Via Jon Caldara, Ari Armstrong argues that comparing mandatory health insurance coverage to mandatory car insurance coverage is flawed:
It is simply not true that states “require you to carry auto insurance.” Rather, you must buy auto insurance (or face fines) only if you drive an automobile on politically operated roads.
For example, Colorado’s statute 10-4-619 states that “compulsory coverage” applies to “every owner of a motor vehicle who operates the motor vehicle on the public highways of this state or who knowingly permits the operation of the motor vehicle on the public highways of this state.”
In other words, if you don’t own a motor vehicle, or you don’t drive your vehicle on “public highways,” you aren’t required to buy auto insurance.
This is valid yet still misses a larger criticism. Comparing health insurance to auto insurance is like comparing apples to giraffes. Auto coverage comes with an opt-out, while health insurance will not.
The administration points to what it hopes makes sense: most states require drivers to carry compulsory coverage on their vehicles. Armstrong makes a fair point that this applies to public roadways; what you do with your vehicle on your property may indeed be up to you, as far as the state is concerned.
Where conservatives and Libertarians are fundamentally miffed–and perhaps correctly, at least logically speaking–is that auto insurance comes with an out: don’t drive (on public roads) and the state won’t force you to buy auto insurance. Further, there are plenty of alternatives to the car to get where one must go. The personal automobile may be the most efficient transport for millions of Americans, but it is by no means the only transport option.
To follow Armstrong’s argument, patients who forgo publicly funded health centers should have the choice to skip mandated health coverage. And if there were a provision to that effect, Libertarians might ease up. (Conservatives, I’m convinced, still would not, because opposing the president is a matter of political sport as much as ideological battle.) Of course there is no such provision, because providing an out would reward the wealthiest Americans, weaken the insurance pool, and create an enormous loophole wherein millions of Americans could say they won’t use publicly funded health centers but when the rubber meets the road will turn to emergency rooms and pass the costs on to the taxpayers.

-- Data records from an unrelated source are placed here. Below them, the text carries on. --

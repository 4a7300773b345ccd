//! JSON API mirroring the HTML pages.
//!
//! Errors use the same [`AppError`](crate::error::AppError) mapping as the
//! pages: 404 for unknown ids, 422 for drafts that fail validation.

use axum::{
    Router,
    routing::{get, post, put},
};

use crate::state::AppState;

pub mod menu;
pub mod orders;

/// Build the `/api` routes.
pub fn routes() -> Router<AppState> {
    Router::new()
        .route("/orders", get(orders::list))
        .route("/orders/stats", get(orders::stats))
        .route("/orders/{id}/status", post(orders::update_status))
        .route("/menu", get(menu::list).post(menu::create))
        .route("/menu/{id}", put(menu::update).delete(menu::delete))
}
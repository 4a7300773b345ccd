//! Status enums for various entities.

use serde::{Deserialize, Serialize};

/// Lifecycle status of a café order.
#[derive(Debug, Clone, Copy, PartialEq, Eq, Hash, Serialize, Deserialize, Default)]
#[serde(rename_all = "snake_case")]
pub enum OrderStatus {
    /// Waiting to be processed.
    #[default]
    Pending,
    /// Successfully fulfilled.
    Completed,
    /// Could not be completed.
    Cancelled,
}

impl OrderStatus {
    /// All statuses in display order.
    pub const ALL: [Self; 3] = [Self::Pending, Self::Completed, Self::Cancelled];

    /// Lowercase wire name (`pending`, `completed`, `cancelled`).
    #[must_use]
    pub const fn as_str(&self) -> &'static str {
        match self {
            Self::Pending => "pending",
            Self::Completed => "completed",
            Self::Cancelled => "cancelled",
        }
    }

    /// Capitalized label for badges.
    #[must_use]
    pub const fn label(&self) -> &'static str {
        match self {
            Self::Pending => "Pending",
            Self::Completed => "Completed",
            Self::Cancelled => "Cancelled",
        }
    }
}

impl std::fmt::Display for OrderStatus {
    fn fmt(&self, f: &mut std::fmt::Formatter<'_>) -> std::fmt::Result {
        f.write_str(self.as_str())
    }
}

impl std::str::FromStr for OrderStatus {
    type Err = String;

    fn from_str(s: &str) -> Result<Self, Self::Err> {
        match s.trim().to_ascii_lowercase().as_str() {
            "pending" => Ok(Self::Pending),
            "completed" => Ok(Self::Completed),
            "cancelled" => Ok(Self::Cancelled),
            _ => Err(format!("invalid order status: {s}")),
        }
    }
}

More crucially, however, is that the opt-out to mandatory auto insurance is, simply, don’t drive. But what’s the equivalent when discussing mandatory health insurance? There isn’t one. Anyone who lives will be insured. Of course, I think this is great, and a step to universal health care and (hopefully) a single-payer system. My ideological outlook suggests that government-funded health care would work better than the current system. None of that prevents me from seeing, though, that the president’s comparison is flawed on account of the presence and absence of this fundamental characteristic.